Though we love almost every aspect of a “traditional” wedding, as usual here at Let Them Eat Cake, we always wonder how or why a particular tradition came to be, especially when it leads to us learning something new.

This week, while catching up on one of our favorite TV shows, we realized during a wedding scene that we’ve never taken a dive into the history behind the songs synonymous with weddings – the “Wedding March” and the “Bridal Chorus,” better known as “Here Comes the Bride.”

These songs weren’t always a part of a wedding ceremony – in fact, it’s believed that no music whatsoever was played during the ceremony, only when it came time for the reception celebration.

It came as no surprise to us – or, we’ll assume, you, dear reader, if you’ve read our blog for any length of time – that this wedding tradition is indirectly linked to Queen Victoria of England. We’ve written about Queen Victoria and her ability to enact new and lasting traditions – like that of the white wedding dress – a few times on the blog. This time, however, the attribution is awarded to her daughter and oldest child Princess Victoria Adelaide Mary Louise when she wed Frederick William IV of Prussia in the Chapel Royal at St. James’ Palace on Jan. 25, 1858 – almost 165 years ago.

The princess decided that she wanted to go against regular tradition and walk down the aisle to the sound of Richard Wagner’s “Here Comes the Bride,” and from the altar with her new husband to Felix Mendelssohn’s “Wedding March” – both men being two of the princess’s favorite composers. Like her mother before her, the princess’s decision created a massive shift in wedding traditions of generations after her.

“Here Comes the Bride” is a tune that many have probably already hummed in their head upon reading the words, but like its companion the “Wedding March,” it was not at all written with a wedding ceremony or any lasting tradition in mind. The original song was composed in 1850 by Richard Wagner for his opera “Lohengrin.” In the opera, the song is sung by the women in the wedding party for the opera’s heroin Elsa, as they guide her to her bridal chamber on her wedding night. (How romantic, right?) There are words that go along with the song, but unfortunately none of them are “here comes the bride.”

What we weren’t aware of when it comes to the song is that of the political and religious controversy that comes along with it. There is some belief that Lutheran and Roman Catholic religions refuse to play the song because of Wagner’s use of pagan stories and themes throughout his operas. Those in the Jewish community also refused to play the song at any of their wedding celebrations due to Wagner’s thoughts on those of the Jewish faith. According to Washington Jewish Week newspaper in Washington D.C., Wagner is known for writing many anti-Semitic essays, while also allegedly being Adolf Hitler’s favorite composer.

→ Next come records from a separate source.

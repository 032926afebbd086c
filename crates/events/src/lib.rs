//! Task change notification for drawq.
//!
//! - [`Notifier`]: the fire-and-forget contract the queue calls on every
//!   observed status change.
//! - [`EventBus`]: in-process publish/subscribe hub backed by
//!   `tokio::sync::broadcast`, carrying [`TaskEvent`]s.
//! - [`EventLogger`]: bus subscriber that writes every event to the log.
//! - [`delivery`]: external delivery (per-task webhook).

pub mod bus;
pub mod delivery;
pub mod logger;
pub mod notifier;

pub use bus::{EventBus, TaskEvent};
pub use delivery::webhook::{WebhookDelivery, WebhookNotifier};
pub use logger::EventLogger;
pub use notifier::{Notifier, Notifiers};
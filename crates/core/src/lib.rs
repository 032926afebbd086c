//! Domain types shared by every drawq crate.
//!
//! - [`task`]: the [`Task`] record and its status state machine.
//! - [`result`]: return codes, backend replies and submission results.
//! - [`condition`]: predicates used to filter stored and running tasks.

pub mod condition;
pub mod error;
pub mod result;
pub mod task;
pub mod types;

pub use condition::{TaskCondition, TaskPredicate};
pub use error::CoreError;
pub use result::{Message, ReturnCode, SubmitResult};
pub use task::{Task, TaskAction, TaskStatus};
pub use types::{TaskId, Timestamp};
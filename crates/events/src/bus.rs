//! In-process event bus backed by a `tokio::sync::broadcast` channel.
//!
//! [`EventBus`] is the publish/subscribe hub for [`TaskEvent`]s. It is
//! designed to be shared via `Arc<EventBus>` and doubles as a
//! [`Notifier`](crate::Notifier) so the queue can publish to it directly.

use chrono::Utc;
use drawq_core::{Task, Timestamp};
use serde::{Deserialize, Serialize};
use tokio::sync::broadcast;

use crate::notifier::Notifier;

// ---------------------------------------------------------------------------
// TaskEvent
// ---------------------------------------------------------------------------

/// A task status change observed by the queue.
#[derive(Debug, Clone, Serialize, Deserialize)]
pub struct TaskEvent {
    /// Dot-separated event name, e.g. `"task.in_progress"`.
    pub event_type: String,

    /// Task snapshot at the time of the change.
    pub task: Task,

    /// When the event was created (UTC).
    pub timestamp: Timestamp,
}

impl TaskEvent {
    /// Build the event for `task`'s current status.
    pub fn task_changed(task: &Task) -> Self {
        Self {
            event_type: format!("task.{}", task.status().as_str().to_ascii_lowercase()),
            task: task.clone(),
            timestamp: Utc::now(),
        }
    }
}

// ---------------------------------------------------------------------------
// EventBus
// ---------------------------------------------------------------------------

/// Default buffer capacity for the broadcast channel.
const DEFAULT_CAPACITY: usize = 1024;

/// In-process fan-out event bus.
///
/// # Usage
///
/// ```rust
/// use drawq_core::{Task, TaskAction};
/// use drawq_events::bus::{EventBus, TaskEvent};
///
/// let bus = EventBus::default();
/// let mut rx = bus.subscribe();
///
/// bus.publish(TaskEvent::task_changed(&Task::new(TaskAction::Imagine)));
/// ```
pub struct EventBus {
    sender: broadcast::Sender<TaskEvent>,
}

impl EventBus {
    /// Create a bus with a specific channel capacity.
    ///
    /// When the buffer is full, the oldest un-consumed messages are dropped
    /// and slow receivers will observe a `RecvError::Lagged`.
    pub fn new(capacity: usize) -> Self {
        let (sender, _) = broadcast::channel(capacity);
        Self { sender }
    }

    /// Publish an event to all current subscribers.
    ///
    /// If there are no active subscribers the event is silently dropped.
    pub fn publish(&self, event: TaskEvent) {
        // Ignore the SendError; it only means there are zero receivers.
        let _ = self.sender.send(event);
    }

    /// Subscribe to all events published on this bus.
    pub fn subscribe(&self) -> broadcast::Receiver<TaskEvent> {
        self.sender.subscribe()
    }
}

impl Default for EventBus {
    fn default() -> Self {
        Self::new(DEFAULT_CAPACITY)
    }
}

impl Notifier for EventBus {
    fn notify_task_change(&self, task: &Task) {
        self.publish(TaskEvent::task_changed(task));
    }
}

// ---------------------------------------------------------------------------
// Tests
// ---------------------------------------------------------------------------
//! In-memory task store with idle expiry.
//!
//! Every `save` restarts the entry's clock. Entries whose clock has run out
//! are hidden from reads straight away and physically evicted by
//! [`InMemoryTaskStore::purge_expired`], which the background sweeper
//! ([`InMemoryTaskStore::run_sweeper`]) calls on a fixed interval.
//!
//! Expiry uses [`tokio::time::Instant`] so tests can drive it with paused
//! time.

use std::collections::HashMap;
use std::sync::Arc;
use std::time::Duration;

use async_trait::async_trait;
use drawq_core::{Task, TaskId, TaskPredicate};
use tokio::sync::RwLock;
use tokio::time::Instant;
use tokio_util::sync::CancellationToken;

use crate::{StoreError, TaskStore};

struct Entry {
    task: Task,
    /// `None` when the idle window reaches past what `Instant` can hold.
    expires_at: Option<Instant>,
}

impl Entry {
    fn is_live(&self, now: Instant) -> bool {
        self.expires_at.map_or(true, |at| at > now)
    }
}

pub struct InMemoryTaskStore {
    entries: RwLock<HashMap<TaskId, Entry>>,
    /// How long an entry survives without being saved again.
    idle_timeout: Duration,
}

impl InMemoryTaskStore {
    pub fn new(idle_timeout: Duration) -> Self {
        Self {
            entries: RwLock::new(HashMap::new()),
            idle_timeout,
        }
    }

    pub fn idle_timeout(&self) -> Duration {
        self.idle_timeout
    }

    /// Number of live entries.
    pub async fn len(&self) -> usize {
        let now = Instant::now();
        self.entries
            .read()
            .await
            .values()
            .filter(|e| e.is_live(now))
            .count()
    }

    pub async fn is_empty(&self) -> bool {
        self.len().await == 0
    }

    /// Drop every expired entry and return how many were removed.
    pub async fn purge_expired(&self) -> usize {
        let now = Instant::now();
        let mut entries = self.entries.write().await;
        let before = entries.len();
        entries.retain(|_, e| e.is_live(now));
        before - entries.len()
    }

    /// Evict expired entries every `interval` until `cancel` fires.
    pub async fn run_sweeper(self: Arc<Self>, interval: Duration, cancel: CancellationToken) {
        tracing::info!(
            interval_secs = interval.as_secs(),
            idle_timeout_secs = self.idle_timeout.as_secs(),
            "Task store sweeper started"
        );

        let mut ticker = tokio::time::interval(interval);

        loop {
            tokio::select! {
                _ = cancel.cancelled() => {
                    tracing::info!("Task store sweeper stopping");
                    break;
                }
                _ = ticker.tick() => {
                    let evicted = self.purge_expired().await;
                    if evicted > 0 {
                        tracing::debug!(evicted, "Task store sweep: evicted idle entries");
                    }
                }
            }
        }
    }

    async fn collect(&self, predicate: Option<&dyn TaskPredicate>) -> Vec<Task> {
        let now = Instant::now();
        self.entries
            .read()
            .await
            .values()
            .filter(|e| e.is_live(now))
            .filter(|e| predicate.map_or(true, |p| p.test(&e.task)))
            .map(|e| e.task.clone())
            .collect()
    }
}

#[async_trait]
impl TaskStore for InMemoryTaskStore {
    async fn save(&self, task: &Task) -> Result<(), StoreError> {
        let entry = Entry {
            task: task.clone(),
            expires_at: Instant::now().checked_add(self.idle_timeout),
        };
        self.entries.write().await.insert(task.id, entry);
        Ok(())
    }

    async fn delete(&self, id: TaskId) -> Result<(), StoreError> {
        self.entries.write().await.remove(&id);
        Ok(())
    }

    async fn get(&self, id: TaskId) -> Result<Option<Task>, StoreError> {
        let now = Instant::now();
        Ok(self
            .entries
            .read()
            .await
            .get(&id)
            .filter(|e| e.is_live(now))
            .map(|e| e.task.clone()))
    }

    async fn list(&self) -> Result<Vec<Task>, StoreError> {
        Ok(self.collect(None).await)
    }

    async fn list_matching(&self, predicate: &dyn TaskPredicate) -> Result<Vec<Task>, StoreError> {
        Ok(self.collect(Some(predicate)).await)
    }

    async fn find_one(&self, predicate: &dyn TaskPredicate) -> Result<Option<Task>, StoreError> {
        let now = Instant::now();
        Ok(self
            .entries
            .read()
            .await
            .values()
            .find(|e| e.is_live(now) && predicate.test(&e.task))
            .map(|e| e.task.clone()))
    }
}

// ---------------------------------------------------------------------------
// Tests
// ---------------------------------------------------------------------------

#[cfg(test)]
mod tests {
    use super::*;
    use drawq_core::TaskAction;

    const IDLE: Duration = Duration::from_secs(60);

    #[tokio::test(start_paused = true)]
    async fn entry_expires_after_idle_window() {
        let store = InMemoryTaskStore::new(IDLE);
        let task = Task::new(TaskAction::Imagine);
        store.save(&task).await.unwrap();

        tokio::time::advance(Duration::from_secs(59)).await;
        assert!(store.get(task.id).await.unwrap().is_some());

        tokio::time::advance(Duration::from_secs(2)).await;
        assert!(store.get(task.id).await.unwrap().is_none());
        assert!(store.list().await.unwrap().is_empty());
    }

    #[tokio::test(start_paused = true)]
    async fn save_refreshes_expiry() {
        let store = InMemoryTaskStore::new(IDLE);
        let task = Task::new(TaskAction::Imagine);
        store.save(&task).await.unwrap();

        tokio::time::advance(Duration::from_secs(45)).await;
        store.save(&task).await.unwrap();
        tokio::time::advance(Duration::from_secs(45)).await;

        assert!(store.get(task.id).await.unwrap().is_some());
    }

    #[tokio::test(start_paused = true)]
    async fn purge_removes_only_expired() {
        let store = InMemoryTaskStore::new(IDLE);
        let old = Task::new(TaskAction::Imagine);
        store.save(&old).await.unwrap();

        tokio::time::advance(Duration::from_secs(30)).await;
        let fresh = Task::new(TaskAction::Imagine);
        store.save(&fresh).await.unwrap();

        tokio::time::advance(Duration::from_secs(31)).await;
        assert_eq!(store.purge_expired().await, 1);
        assert_eq!(store.len().await, 1);
        assert!(store.get(fresh.id).await.unwrap().is_some());
    }

    #[tokio::test(start_paused = true)]
    async fn sweeper_evicts_and_stops_on_cancel() {
        let store = Arc::new(InMemoryTaskStore::new(IDLE));
        store.save(&Task::new(TaskAction::Imagine)).await.unwrap();

        let cancel = CancellationToken::new();
        let handle = tokio::spawn(
            Arc::clone(&store).run_sweeper(Duration::from_secs(10), cancel.clone()),
        );

        tokio::time::sleep(Duration::from_secs(75)).await;
        assert_eq!(store.entries.read().await.len(), 0);

        cancel.cancel();
        handle.await.unwrap();
    }

    #[tokio::test]
    async fn overwrite_keeps_single_entry() {
        let store = InMemoryTaskStore::new(IDLE);
        let mut task = Task::new(TaskAction::Imagine);
        store.save(&task).await.unwrap();
        task.submit().unwrap();
        store.save(&task).await.unwrap();

        let all = store.list().await.unwrap();
        assert_eq!(all.len(), 1);
        assert_eq!(all[0].status(), drawq_core::TaskStatus::Submitted);
    }

    #[tokio::test]
    async fn delete_unknown_is_noop() {
        let store = InMemoryTaskStore::new(IDLE);
        store.delete(Task::new(TaskAction::Imagine).id).await.unwrap();
        assert!(store.is_empty().await);
    }

    #[tokio::test]
    async fn unbounded_idle_window_never_expires() {
        let store = InMemoryTaskStore::new(Duration::MAX);
        let task = Task::new(TaskAction::Imagine);
        store.save(&task).await.unwrap();

        assert!(store.get(task.id).await.unwrap().is_some());
        assert_eq!(store.purge_expired().await, 0);
    }
}
//! The drawq worker process: configuration and service wiring.
//!
//! [`Services::start`] builds the task store, the event bus with its
//! logging subscriber, the webhook notifier and the task queue, and spawns
//! their background tasks. [`Services::shutdown`] stops them in reverse.

pub mod config;

use std::sync::Arc;
use std::time::Duration;

use drawq_events::{EventBus, EventLogger, Notifier, Notifiers, WebhookNotifier};
use drawq_queue::TaskQueue;
use drawq_store::InMemoryTaskStore;
use tokio::task::JoinHandle;
use tokio_util::sync::CancellationToken;

use crate::config::WorkerConfig;

/// How long shutdown waits for each background task.
const SHUTDOWN_GRACE: Duration = Duration::from_secs(5);

/// Running worker services.
pub struct Services {
    pub store: Arc<InMemoryTaskStore>,
    pub event_bus: Arc<EventBus>,
    pub queue: Arc<TaskQueue>,
    cancel: CancellationToken,
    sweeper_handle: JoinHandle<()>,
    dispatcher_handle: JoinHandle<()>,
    logger_handle: JoinHandle<()>,
}

impl Services {
    pub fn start(config: WorkerConfig) -> anyhow::Result<Self> {
        let cancel = CancellationToken::new();

        // --- Task store ---
        let store = Arc::new(InMemoryTaskStore::new(config.store_timeout));
        let sweeper_handle = tokio::spawn(
            Arc::clone(&store).run_sweeper(config.sweep_interval, cancel.child_token()),
        );

        // --- Event bus ---
        let event_bus = Arc::new(EventBus::default());
        let logger_handle = tokio::spawn(EventLogger::run(event_bus.subscribe()));

        // --- Webhooks ---
        let (webhooks, dispatcher_handle) =
            WebhookNotifier::start(config.notify_pool_size, cancel.child_token())?;

        let notifiers = Notifiers::new()
            .with(Arc::clone(&event_bus) as Arc<dyn Notifier>)
            .with(Arc::new(webhooks));

        // --- Task queue ---
        let queue = Arc::new(TaskQueue::new(
            config.queue.clone(),
            Arc::clone(&store) as _,
            Arc::new(notifiers),
        ));

        tracing::info!(
            core_size = config.queue.core_size,
            queue_size = config.queue.queue_size,
            task_timeout_secs = config.queue.task_timeout.as_secs(),
            "Task queue started"
        );

        Ok(Self {
            store,
            event_bus,
            queue,
            cancel,
            sweeper_handle,
            dispatcher_handle,
            logger_handle,
        })
    }

    /// Stop the queue first (it may still notify), then the background
    /// tasks.
    pub async fn shutdown(self) {
        self.queue.shutdown();

        self.cancel.cancel();
        let _ = tokio::time::timeout(SHUTDOWN_GRACE, self.sweeper_handle).await;
        let _ = tokio::time::timeout(SHUTDOWN_GRACE, self.dispatcher_handle).await;
        tracing::info!("Store sweeper and webhook dispatcher stopped");

        // The queue holds the bus as a notifier; both must go before the
        // logger sees the channel close.
        drop(self.queue);
        drop(self.event_bus);
        let _ = tokio::time::timeout(SHUTDOWN_GRACE, self.logger_handle).await;
        tracing::info!("Event logger stopped");
    }
}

A lot less controversial is that of Felix Mendelssohn’s “Wedding March.” According to an article about the composer by Time magazine, Mendelssohn originally wrote the piece as part of an 1842 production of Shakespeare’s “A Midsummer Night’s Dream.” Mendelssohn ended up dying at the age of 38 in 1847, years before his piece would become popularized for generations to come.

(Kelly here: an additional fun fact about Mendelssohn is that according to classical music historian Robert Greenberg, “[Mendelssohn] He became the prototype for the modern conductor. He was the first to use a baton on a regular basis. He programmed music back to the 16th century, something new at the time. And he created an infrastructure that made the life for his musicians easier. He got them pensions and dental plans, creating a loyalty within an orchestral core that was used to being treated like cattle.” He seems like he was a little bit of a better person than Wagner.)

It’s been a while since Queen Victoria and her daughter have shaken up the wedding world. But whether you’re opting for a traditional wedding march or something slightly more modern, we just stress the important of making your day exactly what you want, no matter what tradition may be. Queen Victoria did and she changed history.

Kelly here:

I’ve had a few friends say, “I do” recently, and each decided to add a modern spin to their processional and recessional music. My two favorites included instrumental versions “Love on Top” by Beyonce and the theme song from “The Office” as they walked down the aisle hand in hand.